Considering communication with the public to be a key in mitigating the pandemic, the scope of this study is to formally compare and further explore how governments around the globe communicated at the onset of the pandemic. While the literature leaves no doubt that effective and efficient communication is crucial in healthcare, it mostly focuses on communication within a given healthcare system (Nutbeam and Lloyd, 2021). It has a micro or meso-level focus on interactions between health organizations, medical professionals and patients, assessing communicative practices and (in)efficiencies. In this study, we widen the scope to a macro level through a global comparison between healthcare systems as operationalized through the degree of universal healthcare coverage. Particular to the situation of the pandemic is the infusion of politics and governmental communication. COVID-19 forced political actors to engage in public health communication, which is characterized by its own practices and is affected by social, economic, and political factors at the national and regional levels (Schiavo, 2013). There is no doubt that political power and social structures influence the health care system (Gore and Parker, 2019) or that public health is always political (McCartney et al., 2019). Surprisingly, this macro level approach appears to be a relative gap in the literature and the global scale of the pandemic presents itself as an opportunity for comparative empirical exploration and subsequent theory building.
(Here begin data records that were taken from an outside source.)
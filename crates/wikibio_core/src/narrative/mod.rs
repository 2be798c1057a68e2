//! Biography narrative building blocks.
//!
//! Collection and rendering are split so the assembler can compute only the
//! sections a template asks for.

pub mod citations;
pub mod collector;
pub mod error;
pub mod markup;
pub mod options;
pub mod relations;
pub mod render;
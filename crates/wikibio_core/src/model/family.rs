//! Family records.
//!
//! Families follow a two-role model: one father slot and one mother slot.

use super::event::EventRef;
use super::handle::Handle;
use super::References;
use serde::{Deserialize, Serialize};

/// Relation of a child to one parent.
#[derive(Debug, Clone, Copy, Default, PartialEq, Eq, Hash, Serialize, Deserialize)]
#[serde(rename_all = "snake_case")]
pub enum ChildRelation {
    #[default]
    Birth,
    Adopted,
    Stepchild,
    Foster,
    Unknown,
}

#[derive(Debug, Clone, PartialEq, Eq, Serialize, Deserialize)]
pub struct ChildRef {
    pub child: Handle,
    #[serde(default)]
    pub father_relation: ChildRelation,
    #[serde(default)]
    pub mother_relation: ChildRelation,
}

impl ChildRef {
    /// Birth child of both parents.
    pub fn birth(child: Handle) -> Self {
        Self {
            child,
            father_relation: ChildRelation::Birth,
            mother_relation: ChildRelation::Birth,
        }
    }
}

#[derive(Debug, Clone, PartialEq, Eq, Serialize, Deserialize)]
pub struct Family {
    pub handle: Handle,
    #[serde(default)]
    pub father: Option<Handle>,
    #[serde(default)]
    pub mother: Option<Handle>,
    #[serde(default)]
    pub children: Vec<ChildRef>,
    #[serde(default)]
    pub event_refs: Vec<EventRef>,
}

impl Family {
    pub fn new(handle: Handle, father: Option<Handle>, mother: Option<Handle>) -> Self {
        Self {
            handle,
            father,
            mother,
            children: Vec::new(),
            event_refs: Vec::new(),
        }
    }
}

impl References for Family {
    fn referenced_handles(&self) -> Vec<&Handle> {
        let mut refs: Vec<&Handle> = self.father.iter().chain(self.mother.iter()).collect();
        refs.extend(self.children.iter().map(|c| &c.child));
        refs.extend(self.event_refs.iter().map(|r| &r.event));
        refs
    }
}
//! SQLite storage bootstrap and schema migration entry points.
//!
//! # Responsibility
//! - Open and configure SQLite connections backing the tree store.
//! - Apply schema migrations in deterministic order.
//!
//! # Invariants
//! - Migration version is tracked via `PRAGMA user_version`.
//! - Tree records must not be read or written before migrations succeed.

use std::error::Error;
use std::fmt::{Display, Formatter};

pub mod migrations;
mod open;

pub use open::{open_db, open_db_in_memory};

pub type DbResult<T> = Result<T, DbError>;

#[derive(Debug)]
pub enum DbError {
    Sqlite(rusqlite::Error),
    UnsupportedSchemaVersion {
        db_version: u32,
        latest_supported: u32,
    },
}

impl Display for DbError {
    fn fmt(&self, f: &mut Formatter<'_>) -> std::fmt::Result {
        match self {
            Self::Sqlite(err) => write!(f, "{err}"),
            Self::UnsupportedSchemaVersion {
                db_version,
                latest_supported,
            } => write!(
                f,
                "database schema version {db_version} is newer than supported {latest_supported}"
            ),
        }
    }
}

impl Error for DbError {
    fn source(&self) -> Option<&(dyn Error + 'static)> {
        match self {
            Self::Sqlite(err) => Some(err),
            Self::UnsupportedSchemaVersion { .. } => None,
        }
    }
}

impl From<rusqlite::Error> for DbError {
    fn from(value: rusqlite::Error) -> Self {
        Self::Sqlite(value)
    }
}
The study's guiding hypothesis is that countries with lower degrees of access to universal health care will be inclined to communicate differently than countries with widely accessible and strongly equipped health care systems. More specifically, we test the presumption that governments of countries with relatively lower access to universal health care compensated their structural vulnerabilities and lack of tradition in health communication by highlighting individual and community responsibilities over government measures and the aptness of the health care system. This overarching hypothesis is tested through the analysis of the official Twitter communication of government leaders and key health officials around the world (i.e., 139 countries). During the onset of the pandemic, from January to May 2020, a corpus of over 65,000 tweets was gathered. Automated topic modeling is used to distinguish between the key themes in those tweets. The evolution of those themes is subsequently analyzed using conditional longitudinal growth models, testing differences for varying degrees of universal health care access on the country level, while controlling for political and economic differences (i.e., countries' gross domestic product and democratic performance respectively).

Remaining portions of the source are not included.